■ PROBLEM REQUIREMENTS
Would you count the lines in the material below that include the string "filename"? Only the number is needed.

● ● ● ● ●

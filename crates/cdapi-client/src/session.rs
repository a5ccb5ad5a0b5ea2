//! Access token lifecycle
//!
//! The credential exchange answers with a redirect whose `Location` carries
//! the token fields in its fragment. That value is not a well-formed query
//! string, so the fields are pulled out by pattern match. Everything outside
//! this module only sees the token and its expiry.

use std::sync::LazyLock;
use std::time::Duration;

use chrono::{DateTime, Local, Utc};
use regex::Regex;
use reqwest::{header, redirect, Client};
use tracing::{debug, info, instrument};
use url::Url;

use crate::config::{AuthConfig, ClientConfig, Credentials};
use crate::error::{CdApiError, Result};
use crate::USER_AGENT;

static TOKEN_RE: LazyLock<Regex> = LazyLock::new(|| {
    Regex::new(r"access_token=(\w+).*?token_type=(\w+).*?expires_in=(\d+)").expect("valid regex")
});

/// Token fields extracted from a redirect location
#[derive(Debug, Clone, PartialEq, Eq)]
pub struct TokenGrant {
    pub access_token: String,
    pub token_type: String,
    pub expires_in: Duration,
}

/// Extract `access_token`, `token_type` and `expires_in` from a `Location` value
pub fn parse_token_location(location: &str) -> Result<TokenGrant> {
    let caps = TOKEN_RE.captures(location).ok_or_else(|| {
        CdApiError::AuthResponseMalformed(
            "redirect location lacks access_token/token_type/expires_in".into(),
        )
    })?;

    let expires_in: u64 = caps[3]
        .parse()
        .map_err(|_| CdApiError::AuthResponseMalformed(format!("bad expires_in {:?}", &caps[3])))?;

    Ok(TokenGrant {
        access_token: caps[1].to_string(),
        token_type: caps[2].to_string(),
        expires_in: Duration::from_secs(expires_in),
    })
}

/// A bearer token and the window it is good for
#[derive(Debug, Clone)]
pub struct Session {
    access_token: Option<String>,
    token_type: Option<String>,
    issued_at: DateTime<Utc>,
    expires_at: DateTime<Utc>,
}

impl Session {
    /// Build a session from a grant received at `now`.
    ///
    /// Fails if the granted lifetime does not fit the calendar.
    pub fn from_grant(grant: TokenGrant, now: DateTime<Utc>) -> Result<Self> {
        let expires_at = chrono::Duration::from_std(grant.expires_in)
            .ok()
            .and_then(|lifetime| now.checked_add_signed(lifetime))
            .ok_or_else(|| {
                CdApiError::AuthResponseMalformed(format!(
                    "expires_in of {}s is out of range",
                    grant.expires_in.as_secs()
                ))
            })?;
        let access_token = Some(grant.access_token).filter(|t| !t.is_empty());

        Ok(Self {
            access_token,
            token_type: Some(grant.token_type),
            issued_at: now,
            expires_at,
        })
    }

    /// Valid iff a non-empty token is present and `now < expires_at`
    pub fn is_valid_at(&self, now: DateTime<Utc>) -> bool {
        self.access_token.is_some() && now < self.expires_at
    }

    pub fn access_token(&self) -> Option<&str> {
        self.access_token.as_deref()
    }

    pub fn token_type(&self) -> Option<&str> {
        self.token_type.as_deref()
    }

    pub fn issued_at(&self) -> DateTime<Utc> {
        self.issued_at
    }

    pub fn expires_at(&self) -> DateTime<Utc> {
        self.expires_at
    }
}

/// Owns the current session and renews it through the credential exchange
#[derive(Debug)]
pub struct SessionManager {
    client: Client,
    auth_url: Url,
    auth: AuthConfig,
    credentials: Credentials,
    session: Option<Session>,
    renewals: u64,
}

impl SessionManager {
    /// Create a manager without a session; the first `ensure_valid` renews
    pub fn new(config: &ClientConfig) -> Result<Self> {
        let client = Client::builder()
            .timeout(config.request_timeout())
            .connect_timeout(config.connect_timeout())
            .user_agent(USER_AGENT)
            .redirect(redirect::Policy::none())
            .build()?;

        let auth_url = Url::parse(&config.auth.url)?;

        Ok(Self {
            client,
            auth_url,
            auth: config.auth.clone(),
            credentials: config.credentials.clone(),
            session: None,
            renewals: 0,
        })
    }

    pub fn session(&self) -> Option<&Session> {
        self.session.as_ref()
    }

    /// Number of credential exchanges performed so far
    pub fn renewals(&self) -> u64 {
        self.renewals
    }

    /// Return a usable token, renewing first if the session is not valid
    pub async fn ensure_valid(&mut self) -> Result<String> {
        self.ensure_valid_at(Utc::now()).await
    }

    /// [`ensure_valid`](Self::ensure_valid) with an explicit clock reading
    pub async fn ensure_valid_at(&mut self, now: DateTime<Utc>) -> Result<String> {
        if let Some(token) = self.valid_token(now) {
            debug!(expires_at = %local_time(self.expiry()), "current credentials still valid");
            return Ok(token);
        }

        self.renew_at(now).await?;
        info!(expires_at = %local_time(self.expiry()), "new credentials obtained");

        self.valid_token(now)
            .ok_or_else(|| CdApiError::auth_failed(None, "no usable access token in response"))
    }

    /// Perform the credential exchange now
    pub async fn renew(&mut self) -> Result<()> {
        self.renew_at(Utc::now()).await
    }

    /// Perform the credential exchange, stamping the session with `now`
    #[instrument(skip(self, now))]
    pub async fn renew_at(&mut self, now: DateTime<Utc>) -> Result<()> {
        let form = [
            ("username", self.credentials.username.as_str()),
            ("password", self.credentials.password.as_str()),
            ("client_id", self.auth.client_id.as_str()),
            ("redirect_uri", self.auth.redirect_uri.as_str()),
            ("response_type", "token"),
            ("scope", self.auth.scope.as_str()),
            ("state", self.auth.state.as_str()),
            ("locale", self.auth.locale.as_str()),
        ];

        self.renewals += 1;
        let response = self
            .client
            .post(self.auth_url.clone())
            .form(&form[..])
            .send()
            .await
            .map_err(|e| {
                CdApiError::auth_failed(e.status().map(|s| s.as_u16()), e.to_string())
            })?;

        let status = response.status();
        info!("credentials response code from {}: {}", self.auth_url, status.as_u16());

        if !status.is_redirection() {
            return Err(CdApiError::auth_failed(
                Some(status.as_u16()),
                "expected a redirect from the authentication endpoint",
            ));
        }

        let location = response
            .headers()
            .get(header::LOCATION)
            .ok_or_else(|| CdApiError::auth_failed(Some(status.as_u16()), "missing Location header"))?
            .to_str()
            .map_err(|_| {
                CdApiError::auth_failed(Some(status.as_u16()), "undecodable Location header")
            })?;

        let grant = parse_token_location(location)?;
        self.session = Some(Session::from_grant(grant, now)?);
        Ok(())
    }

    fn valid_token(&self, now: DateTime<Utc>) -> Option<String> {
        self.session
            .as_ref()
            .filter(|s| s.is_valid_at(now))
            .and_then(|s| s.access_token().map(String::from))
    }

    fn expiry(&self) -> Option<DateTime<Utc>> {
        self.session.as_ref().map(Session::expires_at)
    }
}

fn local_time(at: Option<DateTime<Utc>>) -> String {
    at.map(|t| t.with_timezone(&Local).format("%Y-%m-%d %H:%M:%S").to_string())
        .unwrap_or_else(|| "-".to_string())
}
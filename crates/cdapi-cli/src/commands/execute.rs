//! Execute command - run a remote service on the car

use anyhow::Result;
use cdapi_client::{CommandOutcome, ConnectedDriveClient, RemoteService};

use crate::output::OutputContext;

/// Submit a remote service and wait for the car to report completion
pub async fn execute(
    client: &ConnectedDriveClient,
    service: RemoteService,
    ctx: &OutputContext,
) -> Result<CommandOutcome> {
    ctx.info(&format!("Executing service {}...", service));

    let outcome = client.execute(service).await?;
    let msg = format!("Service {} {}", service, outcome);
    match outcome {
        CommandOutcome::Executed { .. } => ctx.success(&msg),
        CommandOutcome::TimedOut { .. } => ctx.warn(&msg),
        CommandOutcome::RejectedBySubmission { .. } => ctx.error(&msg),
    }

    Ok(outcome)
}

/// Process exit code for a command outcome
pub fn exit_code(outcome: &CommandOutcome) -> u8 {
    match outcome {
        CommandOutcome::Executed { .. } => 0,
        CommandOutcome::TimedOut { .. } => 2,
        CommandOutcome::RejectedBySubmission { .. } => 3,
    }
}

#[cfg(test)]
mod tests {
    use super::*;
    use crate::output::OutputFormat;
    use cdapi_client::testing::{MockConnectedDrive, TestServer, MOCK_VIN};

    #[test]
    fn test_exit_codes() {
        assert_eq!(exit_code(&CommandOutcome::Executed { attempts: 1 }), 0);
        assert_eq!(
            exit_code(&CommandOutcome::TimedOut {
                attempts: 9,
                last_status: None
            }),
            2
        );
        assert_eq!(
            exit_code(&CommandOutcome::RejectedBySubmission { status: 500 }),
            3
        );
    }

    #[tokio::test]
    async fn test_execute_reports_rejection() {
        let mock = MockConnectedDrive::new();
        mock.set_submit_status(403);
        let server = TestServer::start(mock.router()).await.unwrap();
        let client = ConnectedDriveClient::connect(server.client_config(MOCK_VIN))
            .await
            .unwrap();
        let ctx = OutputContext::new(OutputFormat::Table, true, true);

        let outcome = execute(&client, RemoteService::Horn, &ctx).await.unwrap();
        assert_eq!(outcome, CommandOutcome::RejectedBySubmission { status: 403 });
        assert_eq!(exit_code(&outcome), 3);
        assert_eq!(mock.submitted_codes(), vec!["RHB".to_string()]);
    }
}
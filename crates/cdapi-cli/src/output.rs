//! Output formatting for cdapi (table, json, csv)

use clap::ValueEnum;
use colored::Colorize;
use serde::Serialize;
use serde_json::{Map, Value};
use tabled::{Table, Tabled};

/// Output format options
#[derive(Debug, Clone, Copy, PartialEq, Eq, Default, ValueEnum)]
pub enum OutputFormat {
    /// ASCII table format (default)
    #[default]
    Table,
    /// JSON format
    Json,
    /// CSV format
    Csv,
}

impl OutputFormat {
    pub fn as_str(&self) -> &'static str {
        match self {
            Self::Table => "table",
            Self::Json => "json",
            Self::Csv => "csv",
        }
    }
}

/// Context for output rendering
pub struct OutputContext {
    pub format: OutputFormat,
    pub quiet: bool,
}

impl OutputContext {
    pub fn new(format: OutputFormat, no_color: bool, quiet: bool) -> Self {
        if no_color {
            colored::control::set_override(false);
        }
        Self { format, quiet }
    }

    /// Print a success message (unless in quiet mode)
    pub fn success(&self, msg: &str) {
        if !self.quiet {
            println!("{}", msg.green());
        }
    }

    /// Print an info message (unless in quiet mode)
    pub fn info(&self, msg: &str) {
        if !self.quiet {
            println!("{}", msg);
        }
    }

    /// Print a section heading (unless in quiet mode)
    pub fn heading(&self, msg: &str) {
        if !self.quiet && self.format == OutputFormat::Table {
            println!("{}", msg.bold());
        }
    }

    /// Print a warning message
    pub fn warn(&self, msg: &str) {
        eprintln!("{}", msg.yellow());
    }

    /// Print an error message
    pub fn error(&self, msg: &str) {
        eprintln!("{}", msg.red());
    }

    /// Print data in the configured format
    pub fn print<T: Tabled + Serialize>(&self, data: &[T]) {
        match self.format {
            OutputFormat::Table => {
                if data.is_empty() {
                    if !self.quiet {
                        println!("No data");
                    }
                } else {
                    let table = Table::new(data).to_string();
                    println!("{}", table);
                }
            }
            OutputFormat::Json => {
                println!(
                    "{}",
                    serde_json::to_string_pretty(data).unwrap_or_else(|_| "[]".to_string())
                );
            }
            OutputFormat::Csv => {
                print_csv(data);
            }
        }
    }

    /// Print key-value pairs
    pub fn print_kv(&self, pairs: &[(&str, String)]) {
        match self.format {
            OutputFormat::Table => {
                for (key, value) in pairs {
                    println!("{}: {}", key.bold(), value);
                }
            }
            OutputFormat::Json => {
                let map: Map<String, Value> = pairs
                    .iter()
                    .map(|(k, v)| (k.to_string(), Value::String(v.clone())))
                    .collect();
                println!(
                    "{}",
                    serde_json::to_string_pretty(&map).unwrap_or_else(|_| "{}".to_string())
                );
            }
            OutputFormat::Csv => {
                let keys: Vec<&str> = pairs.iter().map(|(k, _)| *k).collect();
                println!("{}", keys.join(","));
                let values: Vec<String> = pairs.iter().map(|(_, v)| escape_csv(v)).collect();
                println!("{}", values.join(","));
            }
        }
    }
}

/// Print data as CSV
fn print_csv<T: Serialize>(data: &[T]) {
    if data.is_empty() {
        return;
    }

    // Get field names from the first item
    let first = serde_json::to_value(&data[0]).unwrap_or_default();
    if let Value::Object(map) = &first {
        let headers: Vec<&str> = map.keys().map(|s| s.as_str()).collect();
        println!("{}", headers.join(","));

        for item in data {
            if let Ok(Value::Object(row)) = serde_json::to_value(item) {
                let values: Vec<String> = headers
                    .iter()
                    .map(|h| {
                        row.get(*h)
                            .map(|v| match v {
                                Value::String(s) => escape_csv(s),
                                other => escape_csv(&other.to_string()),
                            })
                            .unwrap_or_default()
                    })
                    .collect();
                println!("{}", values.join(","));
            }
        }
    }
}

/// Escape a value for CSV output
fn escape_csv(value: &str) -> String {
    if value.contains(',') || value.contains('"') || value.contains('\n') {
        format!("\"{}\"", value.replace('"', "\"\""))
    } else {
        value.to_string()
    }
}

/// Format a JSON value for display
pub fn format_value(value: &Value) -> String {
    match value {
        Value::Null => "-".to_string(),
        Value::String(s) => s.clone(),
        Value::Number(n) => n.to_string(),
        Value::Bool(b) => b.to_string(),
        Value::Array(arr) => {
            let items: Vec<String> = arr.iter().map(format_value).collect();
            items.join(", ")
        }
        Value::Object(_) => serde_json::to_string(value).unwrap_or_default(),
    }
}

/// Key/value rows of an object, sorted by key
pub fn kv_rows(map: &Map<String, Value>) -> Vec<KvRow> {
    let mut rows: Vec<KvRow> = map
        .iter()
        .map(|(key, value)| KvRow {
            key: key.clone(),
            value: format_value(value),
        })
        .collect();
    rows.sort_by(|a, b| a.key.cmp(&b.key));
    rows
}

// =============================================================================
// Display types
// =============================================================================

/// One fetched value for `--printall`
#[derive(Debug, Tabled, Serialize)]
pub struct KvRow {
    #[tabled(rename = "Key")]
    pub key: String,
    #[tabled(rename = "Value")]
    pub value: String,
}

/// Per-resource result of a data run
#[derive(Debug, Tabled, Serialize)]
pub struct ResourceRow {
    #[tabled(rename = "Resource")]
    pub resource: String,
    #[tabled(rename = "Status")]
    pub status: String,
    #[tabled(rename = "Detail")]
    pub detail: String,
}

● ● ● ● ●

■ YOUR SOLUTION
3